Category Archives: Fitness

Remember the President’s Fitness Test?

When I was in elementary school and completing my gym fellowship, after the square dancing seminar but before I had to defend my thesis on crab soccer, we were advised that we would all be participating in something called the President’s Test on Fitness.  The President’s Test, as we called it, was a series of five events by which we’d all be embarrassed in front of our peers: the shuttle run, pull-ups, sit-ups, the sit-and-reach, and the mile.

The shuttle run sounded interesting at first because it contained the word “shuttle.”  This was a more innocent and simpler time in America, and shuttle launches had yet to become boring.  I and my cohorts all had being an astronaut on our “when I grow up lists,” usually just behind baseball player, football player, and He-Man.

The shuttle run, however, was nothing like going into outer space.  A pair of erasers was placed at one end of the gym, and a starting line at the other end.  One by one we would sprint from behind the line, grab one eraser, run back to the starting line, deposit the eraser in hand behind the starting line, sprint back to the other eraser, grab it, and run back to the starting line before you could hear the other students making fun of how slow you ran.

Pull-ups involved taking an overhand grip on a horizontal bar set higher than you, letting your feet dangle for a few moments, and making it look like you were making a diligent effort at doing a pull-up without making so many funny faces that you became known as the kid who makes funny faces when he is trying to do a pull-up.  Today the pull-ups are probably done in a private room so that only the gym teacher gets to laugh at the funny faces.  But in those days public humiliation was one of the five food groups.

Sit-ups were easy.  You just had a partner hold on to your feet while you did as many sit-ups in a minute as possible.  I used to gain a competitive edge by playing with my partners Velcro sneakers, unfastening and re-fastening the noisy fibers over and over to disrupt his rhythm.  Or if he came from that sect who wore KangaROOS, I would search for the little hiding place in the footwear that held the student’s milk or drug money.

The sit-and-reach was something that if on television today would say “Do Not Attempt” at the bottom of the screen.  The subject sat on a mat with legs straight out, and a wooden box with scored measurements was placed at the end of the feet.  The student would then be asked to bend forward and stretch his or her arms as far as possible past the feet.  The performance in this event would be measured by the farthest measurement the student’s fingertips could reach on the wooden box, divided by the number of screams emitted as the gym teacher pushed on the student’s shoulders, shouting “Come now, you can reach farther than that!  Don’t let those European kids beat us!  You owe it to your country!”

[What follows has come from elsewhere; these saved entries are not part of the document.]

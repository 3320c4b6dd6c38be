//! Generic capacity-bounded, optionally-expanding object pool.

use tracing::{debug, trace};

use crate::pool::PoolBehavior;

/// A pool of recyclable items with a minimum reserved capacity.
///
/// The pool eagerly allocates `initial_count` items at construction; that
/// count becomes its capacity. Requests scan the pool in insertion order and
/// hand back the first inactive item, a deterministic tie-break. When every
/// item is active the pool allocates one more only if expansion is permitted
/// or capacity has not been reached yet; otherwise the request yields `None`,
/// the exhaustion sentinel. Callers must check for it before use — exhaustion
/// is never an error.
///
/// Items allocated above capacity are permanent growth until
/// [`release_item`](ObjectPool::release_item) reclaims them, shrinking the
/// pool back toward its capacity.
///
/// # Example
///
/// ```rust
/// use perennial::pool::SpawnPool;
/// use perennial::pool::SpawnHandle;
///
/// let petals = SpawnHandle::new("petal");
/// let mut pool = SpawnPool::with_source(petals, 2, false);
/// assert_eq!(pool.size(), 2);
///
/// let a = pool.get_pooled_object().unwrap();
/// a.set_active(true);
/// let b = pool.get_pooled_object().unwrap();
/// b.set_active(true);
///
/// // Capacity reached, expansion disallowed: the sentinel comes back.
/// assert!(pool.get_pooled_object().is_none());
/// assert_eq!(pool.size(), 2);
/// ```
pub struct ObjectPool<B: PoolBehavior> {
    behavior: B,
    items: Vec<B::Item>,
    capacity: usize,
    should_expand: bool,
}

impl<B: PoolBehavior> ObjectPool<B> {
    /// Build a pool from `behavior`, eagerly allocating `initial_count`
    /// items. The initial fill ignores the expansion flag; capacity is
    /// always honored at construction.
    pub fn new(behavior: B, initial_count: usize, allow_expansion: bool) -> Self {
        let mut pool = Self {
            behavior,
            items: Vec::with_capacity(initial_count),
            capacity: initial_count,
            should_expand: allow_expansion,
        };
        for _ in 0..initial_count {
            pool.allocate_item(true);
        }
        pool
    }

    /// Current item count: capacity plus any expansion growth.
    pub fn size(&self) -> usize {
        self.items.len()
    }

    /// Minimum number of items the pool reserves.
    pub fn capacity(&self) -> usize {
        self.capacity
    }

    /// True when the pool currently holds no items.
    pub fn is_empty(&self) -> bool {
        self.items.is_empty()
    }

    /// True if the pool may allocate another item: either expansion is
    /// permitted, or capacity has not been reached yet.
    pub fn can_expand(&self) -> bool {
        self.should_expand || self.has_vacancy()
    }

    /// The injected behavior.
    pub fn behavior(&self) -> &B {
        &self.behavior
    }

    fn has_vacancy(&self) -> bool {
        self.items.len() < self.capacity
    }

    fn at_or_above_capacity(&self) -> bool {
        self.items.len() >= self.capacity
    }

    /// Instantiate one item, disable it and add it to the pool. Returns the
    /// new item's handle, or `None` when allocation is gated off or the
    /// source is missing.
    fn allocate_item(&mut self, ignore_capacity: bool) -> Option<B::Item> {
        if !(self.can_expand() || ignore_capacity) {
            return None;
        }
        let item = self.behavior.instantiate()?;
        self.behavior.disable(&item);
        self.items.push(item.clone());
        trace!(size = self.items.len(), "allocated pooled item");
        Some(item)
    }

    /// Hand back the first inactive item in insertion order, or allocate one
    /// more if permitted. Returns `None` when the pool is exhausted.
    ///
    /// The returned item is not mutated; activating it is the caller's
    /// responsibility, and the pool considers it free again as soon as it
    /// reads as inactive.
    pub fn get_pooled_object(&mut self) -> Option<B::Item> {
        for item in &self.items {
            if !self.behavior.is_active(item) {
                return Some(item.clone());
            }
        }

        let allocated = self.allocate_item(false);
        if allocated.is_none() {
            debug!(capacity = self.capacity, "pool exhausted");
        }
        allocated
    }

    /// Reclaim an item: if it is active, disable it, and when the pool is at
    /// or above capacity also remove and destroy it, shrinking the pool.
    ///
    /// Inactive items and items that do not belong to this pool are ignored.
    pub fn release_item(&mut self, item: &B::Item) {
        let Some(position) = self.items.iter().position(|i| i == item) else {
            return;
        };
        if self.behavior.is_active(&self.items[position]) {
            self.behavior.disable(&self.items[position]);
            if self.at_or_above_capacity() {
                let removed = self.items.remove(position);
                self.behavior.destroy(removed);
                trace!(size = self.items.len(), "released pooled item");
            }
        }
    }

    /// Destroy every item and empty the pool.
    pub fn clear(&mut self) {
        for item in self.items.drain(..) {
            self.behavior.destroy(item);
        }
    }
}

#[cfg(test)]
mod tests {
    use super::*;
    use std::cell::Cell;
    use std::rc::Rc;

    /// Handle with reference semantics: clone shares the activity flag,
    /// equality is identity.
    #[derive(Clone, Debug)]
    struct Token(Rc<Cell<bool>>);

    impl Token {
        fn activate(&self) {
            self.0.set(true);
        }

        fn is_active(&self) -> bool {
            self.0.get()
        }
    }

    impl PartialEq for Token {
        fn eq(&self, other: &Self) -> bool {
            Rc::ptr_eq(&self.0, &other.0)
        }
    }

    struct TokenBehavior {
        source_present: bool,
        instantiated: Rc<Cell<usize>>,
        destroyed: Rc<Cell<usize>>,
    }

    impl TokenBehavior {
        fn new() -> Self {
            Self {
                source_present: true,
                instantiated: Rc::new(Cell::new(0)),
                destroyed: Rc::new(Cell::new(0)),
            }
        }

        fn sourceless() -> Self {
            Self {
                source_present: false,
                ..Self::new()
            }
        }
    }

    impl PoolBehavior for TokenBehavior {
        type Item = Token;

        fn instantiate(&self) -> Option<Token> {
            if !self.source_present {
                return None;
            }
            self.instantiated.set(self.instantiated.get() + 1);
            Some(Token(Rc::new(Cell::new(true))))
        }

        fn disable(&self, item: &Token) {
            item.0.set(false);
        }

        fn is_active(&self, item: &Token) -> bool {
            item.0.get()
        }

        fn destroy(&self, item: Token) {
            self.destroyed.set(self.destroyed.get() + 1);
            drop(item);
        }
    }

    #[test]
    fn construction_fills_to_capacity() {
        let behavior = TokenBehavior::new();
        let instantiated = behavior.instantiated.clone();

        let pool = ObjectPool::new(behavior, 5, false);

        assert_eq!(pool.size(), 5);
        assert_eq!(pool.capacity(), 5);
        assert_eq!(instantiated.get(), 5);
        assert!(!pool.is_empty());
    }

    #[test]
    fn initial_fill_ignores_the_expansion_flag() {
        // Expansion disallowed, yet the initial fill still happens.
        let pool = ObjectPool::new(TokenBehavior::new(), 3, false);
        assert_eq!(pool.size(), 3);
        assert!(!pool.can_expand());
    }

    #[test]
    fn items_come_back_disabled() {
        let mut pool = ObjectPool::new(TokenBehavior::new(), 1, false);
        let token = pool.get_pooled_object().unwrap();
        assert!(!token.is_active());
    }

    #[test]
    fn scan_returns_the_first_inactive_item_in_insertion_order() {
        let mut pool = ObjectPool::new(TokenBehavior::new(), 2, false);

        let first = pool.get_pooled_object().unwrap();
        // Still inactive, so the same item comes back.
        assert_eq!(pool.get_pooled_object().unwrap(), first);

        first.activate();
        let second = pool.get_pooled_object().unwrap();
        assert_ne!(second, first);
    }

    #[test]
    fn exhausted_pool_without_expansion_yields_the_sentinel() {
        let mut pool = ObjectPool::new(TokenBehavior::new(), 1, false);
        pool.get_pooled_object().unwrap().activate();

        assert!(pool.get_pooled_object().is_none());
        assert_eq!(pool.size(), 1);
    }

    #[test]
    fn exhausted_pool_with_expansion_grows_by_one() {
        let mut pool = ObjectPool::new(TokenBehavior::new(), 1, true);
        pool.get_pooled_object().unwrap().activate();

        let extra = pool.get_pooled_object().unwrap();
        assert!(!extra.is_active());
        assert_eq!(pool.size(), 2);
    }

    #[test]
    fn empty_pool_without_expansion_never_allocates() {
        let mut pool = ObjectPool::new(TokenBehavior::new(), 0, false);
        assert_eq!(pool.size(), 0);
        assert!(pool.get_pooled_object().is_none());
        assert_eq!(pool.size(), 0);
    }

    #[test]
    fn empty_pool_with_expansion_allocates_on_demand() {
        let mut pool = ObjectPool::new(TokenBehavior::new(), 0, true);
        assert_eq!(pool.size(), 0);
        assert!(pool.get_pooled_object().is_some());
        assert_eq!(pool.size(), 1);
    }

    #[test]
    fn missing_source_declines_to_grow() {
        let mut pool = ObjectPool::new(TokenBehavior::sourceless(), 3, true);
        assert_eq!(pool.size(), 0);
        assert!(pool.get_pooled_object().is_none());
        assert_eq!(pool.size(), 0);
    }

    #[test]
    fn release_above_capacity_destroys_the_item() {
        let behavior = TokenBehavior::new();
        let destroyed = behavior.destroyed.clone();
        let mut pool = ObjectPool::new(behavior, 1, true);

        pool.get_pooled_object().unwrap().activate();
        let extra = pool.get_pooled_object().unwrap();
        extra.activate();
        assert_eq!(pool.size(), 2);

        pool.release_item(&extra);

        assert_eq!(pool.size(), 1);
        assert_eq!(destroyed.get(), 1);
        assert!(!extra.is_active());
    }

    #[test]
    fn release_of_an_inactive_item_is_a_no_op() {
        let behavior = TokenBehavior::new();
        let destroyed = behavior.destroyed.clone();
        let mut pool = ObjectPool::new(behavior, 2, true);

        let token = pool.get_pooled_object().unwrap();
        pool.release_item(&token);

        assert_eq!(pool.size(), 2);
        assert_eq!(destroyed.get(), 0);
    }

    #[test]
    fn release_of_a_foreign_item_is_ignored() {
        let mut pool = ObjectPool::new(TokenBehavior::new(), 1, false);
        let foreign = Token(Rc::new(Cell::new(true)));

        pool.release_item(&foreign);

        assert_eq!(pool.size(), 1);
        assert!(foreign.is_active());
    }

    #[test]
    fn clear_destroys_everything() {
        let behavior = TokenBehavior::new();
        let destroyed = behavior.destroyed.clone();
        let mut pool = ObjectPool::new(behavior, 4, false);

        pool.clear();

        assert_eq!(pool.size(), 0);
        assert!(pool.is_empty());
        assert_eq!(destroyed.get(), 4);
    }

    #[test]
    fn can_expand_reflects_vacancy_and_flag() {
        let mut growable = ObjectPool::new(TokenBehavior::new(), 1, true);
        assert!(growable.can_expand());
        growable.get_pooled_object().unwrap().activate();
        let _ = growable.get_pooled_object();
        assert!(growable.can_expand());

        let bounded = ObjectPool::new(TokenBehavior::new(), 1, false);
        assert!(!bounded.can_expand());
    }
}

Because that was the original purpose behind the President’s Test.  The council that eventually created this wonderful opportunity for American children was established in 1956 by then-President Dwight D. Eisenhower after he saw a study that showed European children to be more fit than American children.  I, however, did not know or care about the patriotic origins of the requirement that I trip along a dusty track, heaving and wheezing and flailing my arms like a whirligig, taking enough staggered steps in my Velcro sneakers to hopefully add up to a mile.

The President’s Test has probably been redesigned to include meditation and yoga and an exercise where you try to name as many vegetables as you can in under a minute.  The tests are all done in private rooms, and everyone passes.  And most of all, true to the origins of the test, the mile is only a kilometer.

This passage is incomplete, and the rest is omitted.